Grab your coffee and sit with me for a minute.
HUD just cut off LAHSA after they burned through nearly a billion dollars.
Mayor Bass did something no LA mayor has ever done.
She appointed herself to the LAHSA board, then put her close ally in a four hundred thirty thousand dollar a year job running it.
Suddenly the same agency she controls starts saying homelessness is going down right in the middle of her reelection campaign.
But a RAND study just proved they were lying. They undercounted people on the streets by thirty two percent.
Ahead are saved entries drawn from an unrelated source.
//! Caching, retrying façade over an [`EmbeddingProvider`] (spec C1).
//!
//! Wraps an upstream provider with an LRU cache keyed by the SHA-256 hash of
//! the canonicalized input text (teacher's `retrieval::cache` keys by a
//! hashed, structured cache key for the same reason: avoid storing the raw
//! query text as the map key) and a [`RetryPolicy`] for transient failures.

use std::num::NonZeroUsize;
use std::sync::Arc;

use lru::LruCache;
use parking_lot::Mutex;
use sha2::{Digest, Sha256};
use tracing::instrument;

use crate::error::{Error, Result};
use crate::retry::{RetryConfig, RetryPolicy};
use crate::store::EmbeddingProvider;

/// Canonicalize text the same way on every call so identical inputs always
/// hash to the same cache key (spec C1: "identical inputs must yield
/// identical outputs").
fn canonicalize(text: &str) -> String {
    text.split_whitespace().collect::<Vec<_>>().join(" ").to_lowercase()
}

fn text_cache_key(canonical: &str) -> u64 {
    let digest = Sha256::digest(canonical.as_bytes());
    u64::from_be_bytes(digest[..8].try_into().unwrap_or([0; 8]))
}

/// A caching, retrying embedding client used by the orchestrator.
pub struct EmbeddingClient {
    provider: Arc<dyn EmbeddingProvider>,
    cache: Mutex<LruCache<u64, Vec<f32>>>,
    retry_config: RetryConfig,
}

impl EmbeddingClient {
    #[must_use]
    pub fn new(provider: Arc<dyn EmbeddingProvider>, lru_capacity: usize) -> Self {
        let capacity = NonZeroUsize::new(lru_capacity.max(1)).unwrap_or(NonZeroUsize::MIN);
        Self {
            provider,
            cache: Mutex::new(LruCache::new(capacity)),
            retry_config: RetryConfig::default(),
        }
    }

    #[must_use]
    pub fn with_retry_config(mut self, config: RetryConfig) -> Self {
        self.retry_config = config;
        self
    }

    /// Embed `text`, serving from cache when the canonicalized text has been
    /// embedded before.
    #[instrument(skip(self, text), fields(text_len = text.len()))]
    pub async fn embed_text(&self, text: &str) -> Result<Vec<f32>> {
        let canonical = canonicalize(text);
        if canonical.is_empty() {
            return Err(Error::InvalidInput("text must not be empty".into()));
        }
        let key = text_cache_key(&canonical);

        if let Some(cached) = self.cache.lock().get(&key).cloned() {
            return Ok(cached);
        }

        let mut policy = RetryPolicy::with_config(self.retry_config.clone());
        let embedding = policy.execute(|| self.provider.embed_text(&canonical)).await?;

        self.cache.lock().put(key, embedding.clone());
        Ok(embedding)
    }

    /// Embed image bytes. Image embeddings are not cached: callers rarely
    /// repeat an identical image URL within a cache's useful lifetime.
    #[instrument(skip(self, bytes), fields(bytes_len = bytes.len()))]
    pub async fn embed_image(&self, bytes: &[u8]) -> Result<Vec<f32>> {
        let mut policy = RetryPolicy::with_config(self.retry_config.clone());
        policy.execute(|| self.provider.embed_image(bytes)).await
    }
}

#[cfg(test)]
mod tests {
    use super::*;
    use async_trait::async_trait;
    use std::sync::atomic::{AtomicU32, Ordering};

    struct CountingProvider {
        calls: AtomicU32,
    }

    #[async_trait]
    impl EmbeddingProvider for CountingProvider {
        async fn embed_text(&self, text: &str) -> Result<Vec<f32>> {
            self.calls.fetch_add(1, Ordering::SeqCst);
            Ok(vec![text.len() as f32, 0.0])
        }

        async fn embed_image(&self, _bytes: &[u8]) -> Result<Vec<f32>> {
            Ok(vec![1.0, 0.0])
        }
    }

    #[tokio::test]
    async fn repeated_text_is_served_from_cache() {
        let provider = Arc::new(CountingProvider {
            calls: AtomicU32::new(0),
        });
        let client = EmbeddingClient::new(provider.clone(), 10);

        client.embed_text("boots").await.unwrap();
        client.embed_text("boots").await.unwrap();

        assert_eq!(provider.calls.load(Ordering::SeqCst), 1);
    }

    #[tokio::test]
    async fn distinct_text_bypasses_cache() {
        let provider = Arc::new(CountingProvider {
            calls: AtomicU32::new(0),
        });
        let client = EmbeddingClient::new(provider.clone(), 10);

        client.embed_text("boots").await.unwrap();
        client.embed_text("sandals").await.unwrap();

        assert_eq!(provider.calls.load(Ordering::SeqCst), 2);
    }

    #[tokio::test]
    async fn differently_cased_and_spaced_text_shares_a_cache_entry() {
        let provider = Arc::new(CountingProvider {
            calls: AtomicU32::new(0),
        });
        let client = EmbeddingClient::new(provider.clone(), 10);

        client.embed_text("  Black   Boots ").await.unwrap();
        client.embed_text("black boots").await.unwrap();

        assert_eq!(provider.calls.load(Ordering::SeqCst), 1);
    }

    #[tokio::test]
    async fn whitespace_only_text_is_rejected() {
        let provider = Arc::new(CountingProvider {
            calls: AtomicU32::new(0),
        });
        let client = EmbeddingClient::new(provider, 10);

        assert!(matches!(
            client.embed_text("   ").await,
            Err(Error::InvalidInput(_))
        ));
    }
}
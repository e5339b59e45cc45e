//! Plain value types shared across the search-serving pipeline (spec §3).

pub mod analytics;
pub mod baseline;
pub mod config;
pub mod filters;
pub mod pattern;
pub mod product;
pub mod request;
pub mod response;
pub mod strategy;

pub use analytics::{AnalyticsEvent, DailyPerformance, FacetUsage, PopularQuery};
pub use baseline::{Baseline, BaselineScope, Trend};
pub use config::SearchConfig;
pub use filters::Filters;
pub use pattern::LearnedPattern;
pub use product::{AttributeValue, Product, ProductStatus, StockStatus};
pub use request::{CallerFingerprint, NormalizedRequest, SearchRequest, SearchType, normalize_request};
pub use response::{
    AppliedFilters, FacetMetadata, FacetValue, Facets, Pagination, ResponseMetadata, ResultItem,
    SearchResponse,
};
pub use strategy::{FilterStrategy, PatternSuggestion, StrategyKind};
When Spencer Pratt started exposing the truth, they flipped the election results on him and smeared him on national TV.
This isn’t incompetence.
This is a machine protecting itself.
Are you seeing what I’m seeing?👇🏼
There are multiple nonprofits and service providers getting big chunks of this money. In LA alone, LAHSA contracts with over a hundred nonprofit partner agencies that handle shelter, housing, and services.
Across California, funding flows through nine state agencies and more than thirty different programs, plus local governments and private donations.
The problem is real and documented. Audits have flagged billing for empty beds and unverified housing sites, poor tracking of where the money actually goes, and cases where providers got paid while people stayed on the street.
There’s a federal Homelessness Fraud and Corruption Task Force looking into this right now, and HUD just suspended funding to LAHSA over mismanagement and fraud concerns.
A handful of these groups have faced specific investigations for things like fake invoices, data manipulation, or misusing funds for personal gain, but so many organizations are crooked, the bigger contributing issue is weak oversight across the whole system, so the money doesn’t always reach the people it’s meant for.
It’s frustrating as hell when the numbers on the street don’t match the billions spent.
LAHSA, the Los Angeles Homeless Services Authority, is the main group under active federal investigation right now. HUD just suspended their federal funding this week over a clear pattern of fraud and mismanagement.
They’re looking at nearly one billion dollars the agency received since twenty twenty-one. Specific issues include paying for empty hotel rooms without proper records, failing to document nearly twenty-three hundred housing sites, misusing over two million dollars in a conflict of interest case involving the former CEO’s husband, and repeatedly making false statements about their financial controls.
There’s also a broader federal Homelessness Fraud and Corruption Task Force investigating multiple nonprofits and providers across Southern California for waste, fake billing, and outright theft of homeless funds. A few specific nonprofits like the Weingart Center have faced separate scrutiny over property deals and audit failures.
Exact total misused isn’t nailed down publicly yet, but audits keep showing hundreds of millions untracked or improperly spent while people stay on the streets.
It’s almost as if California wants to keep the homeless communities under their control and living on the streets dependent on them.